_Aim of the exercise_
Reproduce only the stretch of entries below that begins at the first line and ends at the line holding "fn post_commit(&mut self, graph: &mut".

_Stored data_

=== Section Start ===

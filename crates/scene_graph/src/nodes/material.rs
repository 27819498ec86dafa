//! Surface material node

use std::any::Any;

use crate::foundation::math::Vec3;
use crate::render::{MaterialDesc, ResourceHandle};
use crate::scene::{NodeBehavior, NodeFlags, NodeId, RenderContext, SceneGraph, SceneResult, Value};

/// Default diffuse color
pub const DEFAULT_COLOR: [f32; 3] = [0.8, 0.8, 0.8];

/// Material with `color` and `opacity` children
#[derive(Debug, Default)]
pub struct Material {
    handle: Option<ResourceHandle>,
}

impl Material {
    /// Create an uncommitted material
    pub fn new() -> Self {
        Self::default()
    }

    /// Native material, once committed
    pub fn handle(&self) -> Option<ResourceHandle> {
        self.handle
    }

    /// Committed native material of the material node `id`, if any
    pub fn handle_of(graph: &SceneGraph, id: NodeId) -> Option<ResourceHandle> {
        graph.behavior::<Self>(id).and_then(Self::handle)
    }

    fn describe(graph: &SceneGraph, id: NodeId) -> SceneResult<MaterialDesc> {
        let color = graph
            .child_value(id, "color")?
            .and_then(Value::as_vec3)
            .unwrap_or_else(|| Vec3::from(DEFAULT_COLOR));
        let opacity = graph.child_value(id, "opacity")?.and_then(Value::as_float).unwrap_or(1.0);
        Ok(MaterialDesc { color, opacity })
    }
}

impl NodeBehavior for Material {
    fn init(&mut self, graph: &mut SceneGraph, id: NodeId) -> SceneResult<()> {
        graph.create_value_child(id, "color", "vec3f", Vec3::from(DEFAULT_COLOR), NodeFlags::GUI_COLOR)?;
        let opacity = graph.create_value_child(
            id,
            "opacity",
            "float",
            1.0_f32,
            NodeFlags::VALID_MIN_MAX | NodeFlags::GUI_SLIDER,
        )?;
        graph.set_min_max(opacity, 0.0_f32, 1.0_f32)
    }

    fn post_commit(&mut self, graph: &mut SceneGraph, id: NodeId, ctx: &mut RenderContext<'_>) -> SceneResult<()> {
        let desc = Self::describe(graph, id)?;
        let handle = ctx.backend().create_material(&desc)?;
        if let Some(old) = self.handle.replace(handle) {
            ctx.backend().release(old);
        }
        log::trace!("Material '{}' committed as {handle}", graph.name_of(id));
        Ok(())
    }

    fn release_resources(&mut self) -> Vec<ResourceHandle> {
        self.handle.take().into_iter().collect()
    }

    fn as_any(&self) -> &dyn Any {
        self
    }

    fn as_any_mut(&mut self) -> &mut dyn Any {
        self
    }
}
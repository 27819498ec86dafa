//! Leaf nodes carrying a single typed value

use std::any::Any;

use crate::scene::{NodeBehavior, ValueType};

/// Node whose only state is its value
///
/// Registered for `bool`, `int`, `float`, `vec3f` and `string`, and with
/// [`ValueType::None`] as the plain `Node` type.
#[derive(Debug, Clone, Copy, PartialEq, Eq)]
pub struct ValueNode {
    value_type: ValueType,
}

impl ValueNode {
    /// Create a value node of the given type
    pub fn new(value_type: ValueType) -> Self {
        Self { value_type }
    }

    /// Structural node without a value
    pub fn untyped() -> Self {
        Self::new(ValueType::None)
    }
}

impl NodeBehavior for ValueNode {
    fn value_type(&self) -> ValueType {
        self.value_type
    }

    fn as_any(&self) -> &dyn Any {
        self
    }

    fn as_any_mut(&mut self) -> &mut dyn Any {
        self
    }
}
//! # Scene Graph
//!
//! A scene graph runtime: a hierarchy of typed, named nodes with lazy
//! recomputation driven by modification timestamps, generic commit and
//! render traversals over a pluggable native backend, bounding-box
//! aggregation and an object-graph serializer.
//!
//! ## Features
//!
//! - **Shared children**: nodes may live under several parents and are
//!   destroyed with their last owner
//! - **Dirty propagation**: value changes stamp every ancestor, and commit
//!   skips clean subtrees
//! - **Node registry**: concrete types are created by name, so description
//!   loaders never need to know them
//! - **Headless backend**: [`render::RecordingBackend`] records everything
//!   the traversals do
//!
//! ## Quick Start
//!
//! ```rust
//! use scene_graph::prelude::*;
//!
//! fn main() -> Result<(), SceneError> {
//!     let mut graph = SceneGraph::new();
//!     let world = graph.create("World", "world")?;
//!     let mesh = graph.create_child(world, "box", "TriangleMesh")?;
//!     TriangleMesh::set_buffers(&mut graph, mesh, MeshBuffers::cuboid(Vec3::zeros(), Vec3::repeat(1.0)))?;
//!
//!     let mut backend = RecordingBackend::new();
//!     let mut ctx = RenderContext::new(&mut backend, FrameParams::default());
//!     graph.commit(world, &mut ctx)?;
//!     graph.render(world, &mut ctx)?;
//!     Ok(())
//! }
//! ```

#![warn(missing_docs)]
#![warn(clippy::all, clippy::pedantic, clippy::nursery)]
#![allow(clippy::module_name_repetitions, clippy::similar_names, clippy::too_many_arguments)]

pub mod foundation;
pub mod config;
pub mod scene;
pub mod nodes;
pub mod render;
pub mod assets;

/// Common imports for scene graph users
pub mod prelude {
    pub use crate::{
        config::{Config, ImportConfig, SceneConfig},
        foundation::{
            math::{Transform, Vec3, AABB},
            time::TimeStamp,
        },
        scene::{
            Attribute, ChildPolicy, FrameParams, NodeBehavior, NodeFlags, NodeId, RenderContext, SceneError,
            SceneGraph, SceneResult, Serialization, SerializationMode, Value, ValueType,
        },
        nodes::{Group, Importer, Material, MeshBuffers, PTMTriangleMesh, TriangleMesh, World},
        render::{Camera, RecordingBackend, RenderBackend, ResourceHandle},
        assets::{ExtensionImporter, SceneImporter},
    };
}
//! Application state for Axum handlers.

use std::sync::Arc;
use tuiter_repository::{FollowDao, MessageDao};

/// Shared application state.
///
/// DAOs are constructed once at startup and injected here; handlers
/// reach them through the router state.
#[derive(Clone)]
pub struct AppState {
    pub follow_dao: Arc<dyn FollowDao>,
    pub message_dao: Arc<dyn MessageDao>,
}

impl AppState {
    /// Creates a new application state.
    pub fn new(follow_dao: Arc<dyn FollowDao>, message_dao: Arc<dyn MessageDao>) -> Self {
        Self {
            follow_dao,
            message_dao,
        }
    }
}
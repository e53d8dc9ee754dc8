//! Attach step of the reference-expansion join.
//!
//! Expansion runs in two explicit steps: the DAO fetches the raw
//! records, the store loads the referenced user documents in one `$in`
//! query, and this module attaches them to the records.

use std::collections::HashMap;
use tuiter_core::{User, UserId, UserRef};

/// Replaces each reference with the matching user document.
///
/// References whose user document is missing from `users` are left as
/// raw identifiers; a dangling reference does not fail the listing.
pub(crate) fn attach_users<'a, I>(refs: I, users: &HashMap<UserId, User>)
where
    I: IntoIterator<Item = &'a mut UserRef>,
{
    for user_ref in refs {
        if let Some(user) = users.get(&user_ref.user_id()) {
            user_ref.expand(user.clone());
        }
    }
}
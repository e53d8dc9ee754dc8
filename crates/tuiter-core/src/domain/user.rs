//! User profile model and foreign-user references.
//!
//! Users are owned by another service; this backend only reads user
//! documents when expanding the foreign references held by follows and
//! messages.

use crate::UserId;
use chrono::{DateTime, Utc};
use serde::{Deserialize, Serialize};

/// A user profile on the Tuiter application.
#[derive(Debug, Clone, PartialEq, Serialize, Deserialize)]
#[serde(rename_all = "camelCase")]
pub struct User {
    pub id: UserId,
    pub username: String,
    pub email: String,
    #[serde(default, skip_serializing_if = "Option::is_none")]
    pub password: Option<String>,
    #[serde(default, skip_serializing_if = "Option::is_none")]
    pub first_name: Option<String>,
    #[serde(default, skip_serializing_if = "Option::is_none")]
    pub last_name: Option<String>,
    #[serde(default, skip_serializing_if = "Option::is_none")]
    pub profile_photo: Option<String>,
    #[serde(default, skip_serializing_if = "Option::is_none")]
    pub header_image: Option<String>,
    #[serde(default, skip_serializing_if = "Option::is_none")]
    pub biography: Option<String>,
    #[serde(default, skip_serializing_if = "Option::is_none")]
    pub date_of_birth: Option<DateTime<Utc>>,
    #[serde(default, skip_serializing_if = "Option::is_none")]
    pub account_type: Option<AccountType>,
    #[serde(default, skip_serializing_if = "Option::is_none")]
    pub marital_status: Option<MaritalStatus>,
    #[serde(default, skip_serializing_if = "Option::is_none")]
    pub location: Option<Location>,
}

/// Type of a user account.
#[derive(Debug, Clone, Copy, PartialEq, Eq, Serialize, Deserialize)]
#[serde(rename_all = "SCREAMING_SNAKE_CASE")]
pub enum AccountType {
    Personal,
    Academic,
    Professional,
}

/// Marital status of a user.
#[derive(Debug, Clone, Copy, PartialEq, Eq, Serialize, Deserialize)]
#[serde(rename_all = "SCREAMING_SNAKE_CASE")]
pub enum MaritalStatus {
    Married,
    Single,
    Widowed,
}

/// Geographic location of a user.
#[derive(Debug, Clone, Copy, PartialEq, Serialize, Deserialize)]
pub struct Location {
    pub latitude: f64,
    pub longitude: f64,
}

/// A reference to a user held by another record.
///
/// The store keeps the raw identifier; listing operations expand the
/// reference into the full user document as an explicit join step.
#[derive(Debug, Clone, PartialEq, Serialize, Deserialize)]
#[serde(untagged)]
pub enum UserRef {
    Id(UserId),
    Expanded(Box<User>),
}

impl UserRef {
    /// Returns the referenced user's ID, expanded or not.
    #[must_use]
    pub fn user_id(&self) -> UserId {
        match self {
            Self::Id(id) => *id,
            Self::Expanded(user) => user.id,
        }
    }

    /// Returns the expanded user document, if present.
    #[must_use]
    pub fn as_user(&self) -> Option<&User> {
        match self {
            Self::Id(_) => None,
            Self::Expanded(user) => Some(user),
        }
    }

    /// Replaces the reference with the full user document.
    pub fn expand(&mut self, user: User) {
        *self = Self::Expanded(Box::new(user));
    }
}

impl From<UserId> for UserRef {
    fn from(id: UserId) -> Self {
        Self::Id(id)
    }
}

=== Section End ===

_Answer to the exercise_
filename crates/scene_graph/src/nodes/material.rs
repository 27819498ec86dafa
//! Surface material node

use std::any::Any;

use crate::foundation::math::Vec3;
use crate::render::{MaterialDesc, ResourceHandle};
use crate::scene::{NodeBehavior, NodeFlags, NodeId, RenderContext, SceneGraph, SceneResult, Value};

/// Default diffuse color
pub const DEFAULT_COLOR: [f32; 3] = [0.8, 0.8, 0.8];

/// Material with `color` and `opacity` children
#[derive(Debug, Default)]
pub struct Material {
    handle: Option<ResourceHandle>,
}

impl Material {
    /// Create an uncommitted material
    pub fn new() -> Self {
        Self::default()
    }

    /// Native material, once committed
    pub fn handle(&self) -> Option<ResourceHandle> {
        self.handle
    }

    /// Committed native material of the material node `id`, if any
    pub fn handle_of(graph: &SceneGraph, id: NodeId) -> Option<ResourceHandle> {
        graph.behavior::<Self>(id).and_then(Self::handle)
    }

    fn describe(graph: &SceneGraph, id: NodeId) -> SceneResult<MaterialDesc> {
        let color = graph
            .child_value(id, "color")?
            .and_then(Value::as_vec3)
            .unwrap_or_else(|| Vec3::from(DEFAULT_COLOR));
        let opacity = graph.child_value(id, "opacity")?.and_then(Value::as_float).unwrap_or(1.0);
        Ok(MaterialDesc { color, opacity })
    }
}

impl NodeBehavior for Material {
    fn init(&mut self, graph: &mut SceneGraph, id: NodeId) -> SceneResult<()> {
        graph.create_value_child(id, "color", "vec3f", Vec3::from(DEFAULT_COLOR), NodeFlags::GUI_COLOR)?;
        let opacity = graph.create_value_child(
            id,
            "opacity",
            "float",
            1.0_f32,
            NodeFlags::VALID_MIN_MAX | NodeFlags::GUI_SLIDER,
        )?;
        graph.set_min_max(opacity, 0.0_f32, 1.0_f32)
    }

    fn post_commit(&mut self, graph: &mut SceneGraph, id: NodeId, ctx: &mut RenderContext<'_>) -> SceneResult<()> {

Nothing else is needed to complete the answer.